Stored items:
◇ ◇ ◇ ◇

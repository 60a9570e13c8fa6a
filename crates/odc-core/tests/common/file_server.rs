//! Minimal HTTP/1.1 server for integration tests.
//!
//! Routes:
//! - `/sized/<name>`: 200 with `Content-Length`.
//! - `/unsized/<name>`: 200 without `Content-Length`, body delimited by close.
//! - anything else: 404.

use std::io::{Read, Write};
use std::net::{TcpListener, TcpStream};
use std::sync::Arc;
use std::thread;

/// Starts a server in a background thread serving `body` on every known route.
/// Returns the base URL without trailing slash (e.g. "http://127.0.0.1:12345").
/// The server runs until the process exits.
pub fn start(body: Vec<u8>) -> String {
    let listener = TcpListener::bind("127.0.0.1:0").expect("bind");
    let port = listener.local_addr().unwrap().port();
    let body = Arc::new(body);
    thread::spawn(move || {
        for stream in listener.incoming().flatten() {
            let body = Arc::clone(&body);
            thread::spawn(move || handle(stream, &body));
        }
    });
    format!("http://127.0.0.1:{}", port)
}

fn handle(mut stream: TcpStream, body: &[u8]) {
    let _ = stream.set_read_timeout(Some(std::time::Duration::from_secs(2)));
    let _ = stream.set_write_timeout(Some(std::time::Duration::from_secs(2)));
    let mut buf = [0u8; 8192];
    let n = match stream.read(&mut buf) {
        Ok(0) | Err(_) => return,
        Ok(n) => n,
    };
    let request = String::from_utf8_lossy(&buf[..n]);
    let path = request
        .lines()
        .next()
        .and_then(|l| l.split_whitespace().nth(1))
        .unwrap_or("/");

    if path.starts_with("/sized/") {
        let head = format!(
            "HTTP/1.1 200 OK\r\nContent-Length: {}\r\nConnection: close\r\n\r\n",
            body.len()
        );
        let _ = stream.write_all(head.as_bytes());
        let _ = stream.write_all(body);
    } else if path.starts_with("/unsized/") {
        let _ = stream.write_all(b"HTTP/1.1 200 OK\r\nConnection: close\r\n\r\n");
        let _ = stream.write_all(body);
    } else {
        let _ = stream
            .write_all(b"HTTP/1.1 404 Not Found\r\nContent-Length: 9\r\nConnection: close\r\n\r\nnot found");
    }
    let _ = stream.flush();
    let _ = stream.shutdown(std::net::Shutdown::Write);
}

◇ ◇ ◇ ◇

* **INSTRUCTIONS FOR THE TASK**
A complete, exact copy of the entries is required.

* **ANSWER SPACE**
repository 60a9570e13c8fa6a
filename crates/odc-core/tests/common/file_server.rs
//! Minimal HTTP/1.1 server for integration tests.
//!
//! Routes:
//! - `/sized/<name>`: 200 with `Content-Length`.
//! - `/unsized/<name>`: 200 without `Content-Length`, body delimited by close.
//! - anything else: 404.

use std::io::{Read, Write};
use std::net::{TcpListener, TcpStream};
use std::sync::Arc;
use std::thread;

/// Starts a server in a background thread serving `body` on every known route.
/// Returns the base URL without trailing slash (e.g. "http://127.0.0.1:12345").
/// The server runs until the process exits.
pub fn start(body: Vec<u8>) -> String {
    let listener = TcpListener::bind("127.0.0.1:0").expect("bind");
    let port = listener.local_addr().unwrap().port();
    let body = Arc::new(body);
    thread::spawn(move || {
        for stream in listener.incoming().flatten() {
            let body = Arc::clone(&body);
            thread::spawn(move || handle(stream, &body));
        }
    });
    format!("http://127.0.0.1:{}", port)
}

fn handle(mut stream: TcpStream, body: &[u8]) {
    let _ = stream.set_read_timeout(Some(std::time::Duration::from_secs(2)));
    let _ = stream.set_write_timeout(Some(std::time::Duration::from_secs(2)));
    let mut buf = [0u8; 8192];
    let n = match stream.read(&mut buf) {
        Ok(0) | Err(_) => return,
        Ok(n) => n,
    };
    let request = String::from_utf8_lossy(&buf[..n]);
    let path = request
        .lines()
        .next()
        .and_then(|l| l.split_whitespace().nth(1))
        .unwrap_or("/");

    if path.starts_with("/sized/") {
        let head = format!(
            "HTTP/1.1 200 OK\r\nContent-Length: {}\r\nConnection: close\r\n\r\n",
            body.len()
        );
        let _ = stream.write_all(head.as_bytes());
        let _ = stream.write_all(body);
    } else if path.starts_with("/unsized/") {
        let _ = stream.write_all(b"HTTP/1.1 200 OK\r\nConnection: close\r\n\r\n");
        let _ = stream.write_all(body);
    } else {
        let _ = stream
            .write_all(b"HTTP/1.1 404 Not Found\r\nContent-Length: 9\r\nConnection: close\r\n\r\nnot found");
    }
    let _ = stream.flush();
    let _ = stream.shutdown(std::net::Shutdown::Write);
}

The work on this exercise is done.